Here, without any interest in your own input thank you very much, are the 10 most memorable deaths in scripted television history.

There are obviously spoilers here. Obviously.

J.R. Ewing from Dallas: He was far from the most beloved figure. There was no shortage of people who wanted to actively murder the scheming, loathsome rich boy, which made the mystery surrounding his death one of the biggest television events in history. For eight months everyone tried to solve the mystery. Eventually the culprit was revealed in an episode that garnered an absurd 83 million viewers.

Hank Schrader from Breaking Bad: One always got the sense that working as a DEA agent on the case of a notorious drug dealer who just happened to be his brother-in-law was always going to end poorly, but that didn’t blunt the soul-crushing moment the trigger was finally pulled in the desert. Ozymandias is perhaps the best episode of the series and if you didn’t cry out or tear up when Hank died, you are dead inside.

Mark Greene from ER: He wasn’t the most affable guy. He had his share of screw-ups. But that all changed when he got sick. Seeing him get his affairs in order and mend things with his daughter in Hawaii was special. Whereas other medical procedurals have relied on actual emergency room drama when one of their own is to pass away, ER did it differently — deliberately and effectively.

Jack Pearson from This Is Us: While we all knew this Superdad met an unfortunate end, the sequence of events was still heartbreaking. The damn slow-cooker. Actual human people got real upset and cried about it and then have continued to cry at every This Is Us episode since. If you think this one doesn’t belong on the list, know that the main characters literally justify all their decisions on this decades-old death.

Rita Bennett from Dexter: The damn Trinity Killer was no joke and even though Dexter took him out, the serial murderer struck home and got his love interest. Did this monster nut understand how hard it was for Dexter to be vulnerable?

Dan Conner from Roseanne: Big head-fake here. Viewers were led to believe he survived his heart attack. They did 24 episodes as if he’d survived his heart attack. Then in the closing minutes of the 1997 finale, it was revealed that, nope, he didn’t. Pretty big shocker there. He was then very much alive when the series returned some 20 years later.

Lt. Col. Henry Blake from M*A*S*H: A real doozy. He got an honorable discharge and flew off. Unfortunately his plane went down and and Radar had to deliver the news to the medical team mid-operation. And, oh man, people were pissed.
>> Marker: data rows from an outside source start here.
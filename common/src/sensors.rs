use crate::{
    config::{BoardConfig, DhtConfig},
    event::{build_event, DeviceType, Event, FieldValue},
    hardware::{AnalogInput, DhtDriver},
    names::*,
    publish::{route, Channels, Delivery},
    rpc::RpcError,
};

pub const DHT_READ_FAILED: &str = "last dht read failed";

#[derive(Debug, Clone, Copy, PartialEq, Eq)]
pub enum Edge {
    /// PIR output went high: motion detected.
    Rising,
    /// PIR output went low: area is still.
    Falling,
}

#[derive(Debug, Clone, Copy, PartialEq, Eq)]
pub enum SensorTrigger {
    DhtTick,
    DhtQuery,
    LightTick,
    LightQuery,
    MotionEdge(Edge),
}

#[derive(Debug, Clone, Copy, PartialEq)]
pub struct DhtReading {
    pub temp: f64,
    pub humidity: f64,
}

pub fn round2(value: f32) -> f64 {
    (f64::from(value) * 100.0).round() / 100.0
}

pub fn read_dht<D: DhtDriver>(driver: &mut D, config: &DhtConfig) -> Result<DhtReading, String> {
    driver
        .read(config.pin, config.model, config.fahrenheit)
        .map(|sample| DhtReading {
            temp: round2(sample.temperature),
            humidity: round2(sample.humidity),
        })
        .map_err(|err| err.to_string())
}

pub fn dht_event(device_id: &str, reading: &Result<DhtReading, String>) -> Event {
    let fields = match reading {
        Ok(reading) => vec![
            (FIELD_TEMP, FieldValue::Fixed2(reading.temp)),
            (FIELD_HUMIDITY, FieldValue::Fixed2(reading.humidity)),
        ],
        Err(err) => vec![(FIELD_ERR, FieldValue::Text(err.clone()))],
    };
    build_event(device_id, DeviceType::Sensors, Some(SENSOR_DHT1), fields)
}

/// RPC answer for `DHT1.Read`, built from the last timer reading.
///
/// The success payload carries no `sensor` key; older dashboards match on
/// that exact shape.
pub fn dht_reply(
    device_id: &str,
    last: Option<&Result<DhtReading, String>>,
) -> Result<Event, RpcError> {
    match last {
        Some(Ok(reading)) => Ok(build_event(
            device_id,
            DeviceType::Sensors,
            None,
            vec![
                (FIELD_TEMP, FieldValue::Fixed2(reading.temp)),
                (FIELD_HUMIDITY, FieldValue::Fixed2(reading.humidity)),
            ],
        )),
        Some(Err(_)) | None => {
            let body = build_event(
                device_id,
                DeviceType::Sensors,
                None,
                vec![(FIELD_MSG, FieldValue::Text(DHT_READ_FAILED.to_string()))],
            );
            let message = body
                .to_json()
                .unwrap_or_else(|_| DHT_READ_FAILED.to_string());
            Err(RpcError::internal(message))
        }
    }
}

pub fn read_light<A: AnalogInput>(adc: &mut A, device_id: &str, channel: u8) -> Event {
    let level = adc.read(channel);
    build_event(
        device_id,
        DeviceType::Sensors,
        Some(SENSOR_LIGHT1),
        vec![(FIELD_LEVEL, FieldValue::Int(i64::from(level)))],
    )
}

pub fn motion_event(device_id: &str, edge: Edge) -> Event {
    build_event(
        device_id,
        DeviceType::Sensors,
        Some(SENSOR_MOTION1),
        vec![(
            FIELD_MOTION_DETECTED,
            FieldValue::Flag(edge == Edge::Rising),
        )],
    )
}

#[derive(Debug, Clone, Default)]
pub struct SensorState {
    last_dht: Option<Result<DhtReading, String>>,
}

/// Owns the sensor drivers and the cached DHT reading for one board.
#[derive(Debug)]
pub struct SensorNode<D, A> {
    config: BoardConfig,
    dht: D,
    adc: A,
    state: SensorState,
}

impl<D: DhtDriver, A: AnalogInput> SensorNode<D, A> {
    pub fn new(config: BoardConfig, dht: D, adc: A) -> Self {
        Self {
            config,
            dht,
            adc,
            state: SensorState::default(),
        }
    }

    pub fn last_dht(&self) -> Option<&Result<DhtReading, String>> {
        self.state.last_dht.as_ref()
    }

    pub fn dht_mut(&mut self) -> &mut D {
        &mut self.dht
    }

    pub fn adc_mut(&mut self) -> &mut A {
        &mut self.adc
    }

    pub fn handle(&mut self, trigger: SensorTrigger) -> Vec<Delivery> {
        let device_id = self.config.device.id.as_str();

        match trigger {
            SensorTrigger::DhtTick | SensorTrigger::DhtQuery if !self.config.dht1.enable => {
                Vec::new()
            }
            SensorTrigger::LightTick | SensorTrigger::LightQuery if !self.config.light1.enable => {
                Vec::new()
            }
            SensorTrigger::MotionEdge(_) if !self.config.motion1.enable => Vec::new(),
            SensorTrigger::DhtTick => {
                let reading = read_dht(&mut self.dht, &self.config.dht1);
                let event = dht_event(device_id, &reading);
                self.state.last_dht = Some(reading);
                route(event, Channels::mqtt(&self.config.dht1.mqtt_topic))
            }
            SensorTrigger::DhtQuery => match dht_reply(device_id, self.state.last_dht.as_ref()) {
                Ok(event) => vec![Delivery::Reply(event)],
                Err(err) => vec![Delivery::ReplyError(err)],
            },
            SensorTrigger::LightTick => {
                let event = read_light(&mut self.adc, device_id, self.config.light1.channel);
                route(event, Channels::mqtt(&self.config.light1.mqtt_topic))
            }
            SensorTrigger::LightQuery => {
                let event = read_light(&mut self.adc, device_id, self.config.light1.channel);
                route(event, Channels::reply_only())
            }
            SensorTrigger::MotionEdge(edge) => route(
                motion_event(device_id, edge),
                Channels::mqtt(&self.config.motion1.mqtt_topic),
            ),
        }
    }
}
This was the type of stuff just wasn’t done on network television in 1975.

The Red Wedding: While the Thrones people are way out of their element today, there’s no disputing the brutal murders of Robb Stark, Queen Talisa, and Lady Catelyn was perhaps the most shocking thing I’ve ever seen on television.

Adriana La Cerva from The Sopranos: She went against the family at the behest and pressure of the FBI and her beloved Chrissie sold her out. She realized just a bit too late that this road trip with Silvio wasn’t a fun little jaunt. RIP.

Omar Little from The Wire: He was the baddest man on the planet and ironically didn’t see it coming courtesy of a youngster looking to make his name, a nobody. The last guy who came for the king didn’t miss and it was a hell of a thing.